(Stored data)

::::::::

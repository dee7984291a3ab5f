use std::path::PathBuf;

#[derive(Debug, thiserror::Error)]
pub enum Error {
    /// Returned when the lower bound of a range is greater than the upper bound.
    #[error("invalid bounds for '{name}': min ({min}) must be less than or equal to max ({max})")]
    InvalidBounds {
        /// The name of the offending parameter.
        name: String,
        /// The lower bound value.
        min: f64,
        /// The upper bound value.
        max: f64,
    },

    /// Returned when log scale is used with non-positive bounds.
    #[error("invalid log bounds for '{name}': min must be positive for log scale")]
    InvalidLogBounds {
        /// The name of the offending parameter.
        name: String,
    },

    /// Returned when a parameter range text cannot be parsed.
    #[error("parameter range format error at line {line}: {reason}")]
    RangeFormat {
        /// 1-based line number of the offending record (0 when at end of input).
        line: usize,
        /// What was wrong with the record.
        reason: String,
    },

    /// Returned when a parameter-set descriptor line cannot be parsed.
    #[error("invalid parameter set descriptor: {0}")]
    Descriptor(String),

    /// Returned when a distance-function short name is not registered.
    #[error("unknown distance function '{0}'")]
    UnknownDistanceFunction(String),

    /// Returned when a generator name is not registered.
    #[error("unknown parameter generator '{0}'")]
    UnknownGenerator(String),

    /// Returned when a range declares no input channel.
    #[error("parameter range declares no input channels")]
    NoChannels,

    /// Returned when a channel declares an empty distance-function set.
    #[error("channel {channel} declares no distance functions")]
    NoDistanceFunctions {
        /// Index of the channel.
        channel: usize,
    },

    /// Returned when the image provides fewer channels than the range declares.
    #[error("range declares {required} channels but the image provides {available}")]
    InsufficientChannels {
        /// Channels declared by the range.
        required: usize,
        /// Channels available in the image.
        available: usize,
    },

    /// Returned when no combination of channel weights summing to 1 can be found.
    #[error("channel weights cannot sum to 1 within the declared ranges ({attempts} attempts)")]
    UnsatisfiableWeights {
        /// Number of rejected draws.
        attempts: usize,
    },

    /// Returned when a generator produced no parameter sets.
    #[error("parameter generator produced no parameter sets")]
    NoParameterSets,

    /// Returned when seed voxels are missing or invalid.
    #[error("invalid seeds: {0}")]
    Seeds(String),

    /// Returned when volumes that must line up have different shapes.
    #[error("shape mismatch: {0}")]
    ShapeMismatch(String),

    /// Returned when the probabilistic classifier cannot run.
    #[error("classifier error: {0}")]
    Classifier(String),

    /// Returned when the diffusion solver fails.
    #[error("diffusion solver failed: {0}")]
    SolverFailed(String),

    /// Returned when a result folder to be created already exists.
    #[error("output folder '{}' already exists", .0.display())]
    OutputExists(PathBuf),

    /// Returned when a result with the same ID was already recorded.
    #[error("a result with ID {0} was already recorded")]
    DuplicateResult(u64),

    /// Returned when a result's label or probability volumes were already discarded.
    #[error("result {0} carries no label volume")]
    MissingDetails(u64),

    /// Returned when a sampler is run more than once.
    #[error("sampler has already been started")]
    AlreadyStarted,

    /// Returned when a configuration value is out of range.
    #[error("invalid configuration: {0}")]
    InvalidConfig(String),

    /// Returned when an internal invariant is violated.
    #[error("internal error: {0}")]
    Internal(&'static str),

    /// Returned when an async task fails.
    #[error("async task error: {0}")]
    TaskError(String),

    /// Returned when a storage operation fails.
    #[error("storage error: {0}")]
    Storage(String),
}

impl Error {
    /// Whether the error stems from configuration rather than from running a sample.
    #[must_use]
    pub fn is_configuration(&self) -> bool {
        matches!(
            self,
            Self::InvalidBounds { .. }
                | Self::InvalidLogBounds { .. }
                | Self::RangeFormat { .. }
                | Self::Descriptor(_)
                | Self::UnknownDistanceFunction(_)
                | Self::UnknownGenerator(_)
                | Self::NoChannels
                | Self::NoDistanceFunctions { .. }
                | Self::InsufficientChannels { .. }
                | Self::UnsatisfiableWeights { .. }
                | Self::NoParameterSets
                | Self::InvalidConfig(_)
        )
    }
}

impl From<std::io::Error> for Error {
    fn from(e: std::io::Error) -> Self {
        Error::Storage(e.to_string())
    }
}

pub type Result<T> = core::result::Result<T, Error>;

::::::::

Lines from the top of the data above through the line with "lower bound value.", both ends included: copy them exactly, nothing more.

repository dee7984291a3ab5f
use std::path::PathBuf;

#[derive(Debug, thiserror::Error)]
pub enum Error {
    /// Returned when the lower bound of a range is greater than the upper bound.
    #[error("invalid bounds for '{name}': min ({min}) must be less than or equal to max ({max})")]
    InvalidBounds {
        /// The name of the offending parameter.
        name: String,
        /// The lower bound value.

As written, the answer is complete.